I'm amazed (but not surprised) at the stories of parsimonious shipping companies using SLT's for company traffic.....



Was never done on the Aussie coast, to my knowledge.


----------



## GBXZ

Were SLTs only applicable to UK/Commonwealth companies or could other countries use them ?


----------



## trotterdotpom

Troppo said:


> Hello all,
> 
> I'm amazed (but not surprised) at the stories of parsimonious shipping companies using SLT's for company traffic.....
> 
> 
> 
> Was never done on the Aussie coast, to my knowledge.


Did they ever have SLTs in Australia? I came here in 1980 and don't recall ever hearing of them.

John T


----------



## Troppo

Yes, mate - we had SLTs. Not used very much. 

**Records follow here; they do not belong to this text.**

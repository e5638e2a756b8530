use std::{
    fs,
    path::Path,
    process::{Child, ExitStatus, Stdio},
    thread,
    time::{Duration, Instant},
};

use crate::common::Install;

/// Interpreter that records its pid and then becomes a long-running `sleep`.
fn long_running_interpreter(pid_file: &Path) -> String {
    format!(
        "#!/bin/sh\necho $$ > '{}.tmp'\nmv '{}.tmp' '{}'\nexec sleep 30\n",
        pid_file.display(),
        pid_file.display(),
        pid_file.display()
    )
}

fn wait_for_pid(pid_file: &Path) -> libc::pid_t {
    let deadline = Instant::now() + Duration::from_secs(10);
    loop {
        if let Ok(body) = fs::read_to_string(pid_file) {
            if let Ok(pid) = body.trim().parse() {
                return pid;
            }
        }
        assert!(Instant::now() < deadline, "delegate never started");
        thread::sleep(Duration::from_millis(20));
    }
}

fn wait_with_deadline(launcher: &mut Child) -> ExitStatus {
    let deadline = Instant::now() + Duration::from_secs(15);
    loop {
        if let Some(status) = launcher.try_wait().expect("launcher status") {
            return status;
        }
        if Instant::now() >= deadline {
            let _ = launcher.kill();
            panic!("launcher did not exit after cancellation");
        }
        thread::sleep(Duration::from_millis(20));
    }
}

fn is_alive(pid: libc::pid_t) -> bool {
    // SAFETY: signal 0 only checks that the pid exists.
    unsafe { libc::kill(pid, 0) == 0 }
}

fn cancel_launcher(signal: libc::c_int) -> (ExitStatus, bool) {
    let install = Install::new();
    let pid_file = install.path().join("delegate.pid");
    install.set_interpreter(&long_running_interpreter(&pid_file));

    let mut launcher = install
        .command(&[])
        .stdin(Stdio::null())
        .stdout(Stdio::null())
        .stderr(Stdio::null())
        .spawn()
        .expect("launcher should start");
    let delegate = wait_for_pid(&pid_file);

    let launcher_pid = libc::pid_t::try_from(launcher.id()).expect("pid fits");
    // SAFETY: the launcher was spawned by this test and has not been reaped.
    unsafe {
        libc::kill(launcher_pid, signal);
    }

    let status = wait_with_deadline(&mut launcher);
    (status, is_alive(delegate))
}

#[test]
fn sigterm_stops_the_delegate_with_the_launcher() {
    let (status, delegate_alive) = cancel_launcher(libc::SIGTERM);

    assert!(!delegate_alive, "delegate outlived the launcher");
    assert_eq!(status.code(), Some(128 + libc::SIGTERM), "{status:?}");
}

#[test]
fn sighup_stops_the_delegate_with_the_launcher() {
    let (status, delegate_alive) = cancel_launcher(libc::SIGHUP);

    assert!(!delegate_alive, "delegate outlived the launcher");
    assert_eq!(status.code(), Some(128 + libc::SIGHUP), "{status:?}");
}

#[test]
fn sigint_stops_the_delegate_with_the_launcher() {
    let (status, delegate_alive) = cancel_launcher(libc::SIGINT);

    assert!(!delegate_alive, "delegate outlived the launcher");
    // Forwarded when detached; under a foreground terminal the grace period ends in a kill.
    let code = status.code();
    assert!(
        code == Some(128 + libc::SIGINT) || code == Some(128 + libc::SIGKILL),
        "{status:?}"
    );
}
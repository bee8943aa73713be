//! External tool servers spoken to over stdio (Model Context Protocol).

mod gateway;
mod session;
pub mod types;

pub use gateway::{namespace_prefix, namespaced_name, ExternalConnection, McpGateway, RemoteTool};
pub use session::{McpSession, SessionState};
pub use types::{McpTool, McpToolResult, ToolContent};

It was a blue form, from memory..


----------



## Graham P Powell

I don't remember taking any SLT's from foriegn ships on ships business only personal ones for addresses in the UK. I have a feeling we had odd ones that actually went abroad. Hawkeye and Larry might be able to confirm that.
rgds
Graham Powell


----------



## Graham P Powell

Don't remember any Loniar ones myself. I thought the Niarchos guys were the best we worked.Very slick. On nights you would answer one and find three or four more waiting behind him.I suppose with synthesized tx's or whatever they all knew each others working frequencies.
Other companies could have taken a lesson out of their book.GKA had a private wire to Skaramanga ( always reminds me of The Man with the Golden Gun)
Regards
Graham Powell


----------



## Tony Selman

As an ex PandO man I can state that I never used to send SLT's on company business in my time there between 1969 and 1975. It may have happened after that, or perhaps even it was just some Captain's. 
I cannot remember at this distance whether I was taught at college or not but I always used to indicate what tfc I had when I went up to a working frequency.


----------



## Bill Greig

Hi Tony,
I was with P & O from '75 until '78. I too never sent an SLT on ships business, either with GCD or BSD.
Bill


----------



## Larry Bennett

Graham P Powell said:


> For those of you ex GKA
> ..... me Mulholland, dis Kaput...............
> He's still around. People have seen him round Burnham driving a buggy.
> rgds
> Graham Powell


Graham and the GKA guys,

Don is indeed still around, but virtually blind - suggest give him a wide berth if you see him in his buggy around Burnham. Understand he's in his 90s now and still regularly corresponds with me via email - takes a keen interest in news of ex-staff.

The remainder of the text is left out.